//! Persistence seam used by the services
//!
//! `PgStore` implements it on top of the sqlx repositories; tests use the
//! in-memory store in `db::memory`.

use async_trait::async_trait;
use chrono::{DateTime, Utc};
use sqlx::PgPool;

use crate::db::repository::{channels, credentials, mappings, providers, sessions, subscriptions};
use crate::error::Result;
use crate::models::{
    ActiveStreamSession, Channel, ChannelMapping, Credential, HealthStatus, NewChannel,
    NewCredential, NewProvider, NewSession, Provider,
};

#[async_trait]
pub trait Store: Send + Sync {
    // Providers
    async fn get_provider(&self, id: i64) -> Result<Option<Provider>>;
    async fn list_providers(&self) -> Result<Vec<Provider>>;
    async fn create_provider(&self, provider: &NewProvider) -> Result<Provider>;
    async fn update_provider(&self, id: i64, provider: &NewProvider) -> Result<Option<Provider>>;
    async fn delete_provider(&self, id: i64) -> Result<bool>;
    async fn set_provider_health(
        &self,
        id: i64,
        status: HealthStatus,
        checked_at: DateTime<Utc>,
    ) -> Result<()>;

    // Credentials
    async fn get_credential(&self, id: i64) -> Result<Option<Credential>>;
    async fn list_credentials(&self, provider_id: Option<i64>) -> Result<Vec<Credential>>;
    /// Active credentials of a provider, in insertion order
    async fn active_credentials_for_provider(&self, provider_id: i64) -> Result<Vec<Credential>>;
    async fn create_credential(&self, credential: &NewCredential) -> Result<Credential>;
    async fn update_credential(
        &self,
        id: i64,
        credential: &NewCredential,
    ) -> Result<Option<Credential>>;
    async fn delete_credential(&self, id: i64) -> Result<bool>;
    async fn set_credential_health(&self, id: i64, status: HealthStatus) -> Result<()>;

    // Subscriptions
    /// Active credentials of the user's active plans, by assignment priority
    async fn plan_credentials_for_user(&self, user_id: i64) -> Result<Vec<Credential>>;
    /// Enabled channels of active packages on the user's plans, in join order
    async fn package_channels_for_user(&self, user_id: i64) -> Result<Vec<Channel>>;

    // Channels
    async fn get_channel(&self, id: i64) -> Result<Option<Channel>>;
    async fn channels_for_provider(&self, provider_id: i64) -> Result<Vec<Channel>>;
    async fn channels_by_stream_id(&self, stream_id: &str) -> Result<Vec<Channel>>;
    async fn upsert_channels(&self, provider_id: i64, channels: &[NewChannel]) -> Result<usize>;

    // Mappings
    async fn get_mapping(&self, id: i64) -> Result<Option<ChannelMapping>>;
    /// Mappings of a primary channel ordered by priority, then insertion
    async fn mappings_for_primary(&self, primary_channel_id: i64) -> Result<Vec<ChannelMapping>>;
    async fn list_mappings(&self) -> Result<Vec<ChannelMapping>>;
    /// Fails with `AlreadyExists` when the edge is already present
    async fn insert_mapping(
        &self,
        primary_channel_id: i64,
        backup_channel_id: i64,
        priority: i32,
    ) -> Result<ChannelMapping>;
    async fn update_mapping(
        &self,
        id: i64,
        priority: Option<i32>,
        is_active: Option<bool>,
    ) -> Result<Option<ChannelMapping>>;
    async fn delete_mapping(&self, id: i64) -> Result<bool>;

    // Sessions
    async fn find_session(&self, user_id: i64, stream_id: &str)
        -> Result<Option<ActiveStreamSession>>;
    async fn find_session_by_token(&self, token: &str) -> Result<Option<ActiveStreamSession>>;
    /// Sessions on the credential with a heartbeat at or after `cutoff`
    async fn count_active_sessions(&self, credential_id: i64, cutoff: DateTime<Utc>)
        -> Result<i64>;
    /// Insert a lease unless the credential already holds `max_connections`
    /// fresh sessions (`Ok(None)`). A duplicate `(user, stream)` fails with
    /// `AlreadyExists`.
    async fn insert_session_if_below(
        &self,
        session: &NewSession,
        max_connections: i32,
        cutoff: DateTime<Utc>,
    ) -> Result<Option<ActiveStreamSession>>;
    /// Refresh the heartbeat of a session that is still fresh at `cutoff`.
    /// A stale session is not revived and yields `false`.
    async fn touch_session(&self, token: &str, at: DateTime<Utc>, cutoff: DateTime<Utc>)
        -> Result<bool>;
    async fn delete_session(&self, token: &str) -> Result<bool>;
    async fn sessions_for_credential(&self, credential_id: i64)
        -> Result<Vec<ActiveStreamSession>>;
    async fn delete_stale_sessions(&self, cutoff: DateTime<Utc>)
        -> Result<Vec<ActiveStreamSession>>;
    async fn delete_sessions_for_credential(&self, credential_id: i64) -> Result<u64>;
}

/// PostgreSQL-backed store
#[derive(Clone)]
pub struct PgStore {
    pool: PgPool,
}

impl PgStore {
    pub fn new(pool: PgPool) -> Self {
        Self { pool }
    }
}

fn into_vec<R, M: From<R>>(rows: Vec<R>) -> Vec<M> {
    rows.into_iter().map(Into::into).collect()
}

#[async_trait]
impl Store for PgStore {
    async fn get_provider(&self, id: i64) -> Result<Option<Provider>> {
        Ok(providers::find_by_id(&self.pool, id).await?.map(Into::into))
    }

    async fn list_providers(&self) -> Result<Vec<Provider>> {
        Ok(into_vec(providers::list_all(&self.pool).await?))
    }

    async fn create_provider(&self, provider: &NewProvider) -> Result<Provider> {
        Ok(providers::insert(&self.pool, provider).await?.into())
    }

    async fn update_provider(&self, id: i64, provider: &NewProvider) -> Result<Option<Provider>> {
        Ok(providers::update(&self.pool, id, provider).await?.map(Into::into))
    }

    async fn delete_provider(&self, id: i64) -> Result<bool> {
        Ok(providers::delete(&self.pool, id).await? > 0)
    }

    async fn set_provider_health(
        &self,
        id: i64,
        status: HealthStatus,
        checked_at: DateTime<Utc>,
    ) -> Result<()> {
        providers::set_health(&self.pool, id, status, checked_at).await?;
        Ok(())
    }

    async fn get_credential(&self, id: i64) -> Result<Option<Credential>> {
        Ok(credentials::find_by_id(&self.pool, id).await?.map(Into::into))
    }

    async fn list_credentials(&self, provider_id: Option<i64>) -> Result<Vec<Credential>> {
        Ok(into_vec(credentials::list(&self.pool, provider_id).await?))
    }

    async fn active_credentials_for_provider(&self, provider_id: i64) -> Result<Vec<Credential>> {
        Ok(into_vec(
            credentials::active_for_provider(&self.pool, provider_id).await?,
        ))
    }

    async fn create_credential(&self, credential: &NewCredential) -> Result<Credential> {
        Ok(credentials::insert(&self.pool, credential).await?.into())
    }

    async fn update_credential(
        &self,
        id: i64,
        credential: &NewCredential,
    ) -> Result<Option<Credential>> {
        Ok(credentials::update(&self.pool, id, credential)
            .await?
            .map(Into::into))
    }

    async fn delete_credential(&self, id: i64) -> Result<bool> {
        Ok(credentials::delete(&self.pool, id).await? > 0)
    }

    async fn set_credential_health(&self, id: i64, status: HealthStatus) -> Result<()> {
        credentials::set_health(&self.pool, id, status).await?;
        Ok(())
    }

    async fn plan_credentials_for_user(&self, user_id: i64) -> Result<Vec<Credential>> {
        Ok(into_vec(
            subscriptions::plan_credentials_for_user(&self.pool, user_id).await?,
        ))
    }

    async fn package_channels_for_user(&self, user_id: i64) -> Result<Vec<Channel>> {
        Ok(into_vec(
            subscriptions::package_channels_for_user(&self.pool, user_id).await?,
        ))
    }

    async fn get_channel(&self, id: i64) -> Result<Option<Channel>> {
        Ok(channels::find_by_id(&self.pool, id).await?.map(Into::into))
    }

    async fn channels_for_provider(&self, provider_id: i64) -> Result<Vec<Channel>> {
        Ok(into_vec(channels::get_by_provider(&self.pool, provider_id).await?))
    }

    async fn channels_by_stream_id(&self, stream_id: &str) -> Result<Vec<Channel>> {
        Ok(into_vec(channels::find_by_stream_id(&self.pool, stream_id).await?))
    }

    async fn upsert_channels(&self, provider_id: i64, new_channels: &[NewChannel]) -> Result<usize> {
        Ok(channels::upsert_many(&self.pool, provider_id, new_channels).await?)
    }

    async fn get_mapping(&self, id: i64) -> Result<Option<ChannelMapping>> {
        Ok(mappings::find_by_id(&self.pool, id).await?.map(Into::into))
    }

    async fn mappings_for_primary(&self, primary_channel_id: i64) -> Result<Vec<ChannelMapping>> {
        Ok(into_vec(
            mappings::get_by_primary(&self.pool, primary_channel_id).await?,
        ))
    }

    async fn list_mappings(&self) -> Result<Vec<ChannelMapping>> {
        Ok(into_vec(mappings::list_all(&self.pool).await?))
    }

    async fn insert_mapping(
        &self,
        primary_channel_id: i64,
        backup_channel_id: i64,
        priority: i32,
    ) -> Result<ChannelMapping> {
        Ok(
            mappings::insert(&self.pool, primary_channel_id, backup_channel_id, priority)
                .await?
                .into(),
        )
    }

    async fn update_mapping(
        &self,
        id: i64,
        priority: Option<i32>,
        is_active: Option<bool>,
    ) -> Result<Option<ChannelMapping>> {
        Ok(mappings::update(&self.pool, id, priority, is_active)
            .await?
            .map(Into::into))
    }

    async fn delete_mapping(&self, id: i64) -> Result<bool> {
        Ok(mappings::delete(&self.pool, id).await? > 0)
    }

    async fn find_session(
        &self,
        user_id: i64,
        stream_id: &str,
    ) -> Result<Option<ActiveStreamSession>> {
        Ok(sessions::find_by_user_stream(&self.pool, user_id, stream_id)
            .await?
            .map(Into::into))
    }

    async fn find_session_by_token(&self, token: &str) -> Result<Option<ActiveStreamSession>> {
        Ok(sessions::find_by_token(&self.pool, token).await?.map(Into::into))
    }

    async fn count_active_sessions(
        &self,
        credential_id: i64,
        cutoff: DateTime<Utc>,
    ) -> Result<i64> {
        Ok(sessions::count_fresh_for_credential(&self.pool, credential_id, cutoff).await?)
    }

    async fn insert_session_if_below(
        &self,
        session: &NewSession,
        max_connections: i32,
        cutoff: DateTime<Utc>,
    ) -> Result<Option<ActiveStreamSession>> {
        Ok(
            sessions::insert_if_below_capacity(&self.pool, session, max_connections, cutoff)
                .await?
                .map(Into::into),
        )
    }

    async fn touch_session(
        &self,
        token: &str,
        at: DateTime<Utc>,
        cutoff: DateTime<Utc>,
    ) -> Result<bool> {
        Ok(sessions::touch(&self.pool, token, at, cutoff).await? > 0)
    }

    async fn delete_session(&self, token: &str) -> Result<bool> {
        Ok(sessions::delete_by_token(&self.pool, token).await? > 0)
    }

    async fn sessions_for_credential(
        &self,
        credential_id: i64,
    ) -> Result<Vec<ActiveStreamSession>> {
        Ok(into_vec(
            sessions::get_by_credential(&self.pool, credential_id).await?,
        ))
    }

    async fn delete_stale_sessions(
        &self,
        cutoff: DateTime<Utc>,
    ) -> Result<Vec<ActiveStreamSession>> {
        Ok(into_vec(sessions::delete_stale(&self.pool, cutoff).await?))
    }

    async fn delete_sessions_for_credential(&self, credential_id: i64) -> Result<u64> {
        Ok(sessions::delete_by_credential(&self.pool, credential_id).await?)
    }
}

☆ ☆ ☆ ☆

> _Task to carry out_: In the data above, find the line that contains "i64) -> Result<Option<Provider>>;" and the line that contains "provider: &NewProvider) -> Result<Provider>;". Repeat exactly those lines and every line between them, and only those.

> _Problem solution_:
    async fn get_provider(&self, id: i64) -> Result<Option<Provider>>;
    async fn list_providers(&self) -> Result<Vec<Provider>>;
    async fn create_provider(&self, provider: &NewProvider) -> Result<Provider>;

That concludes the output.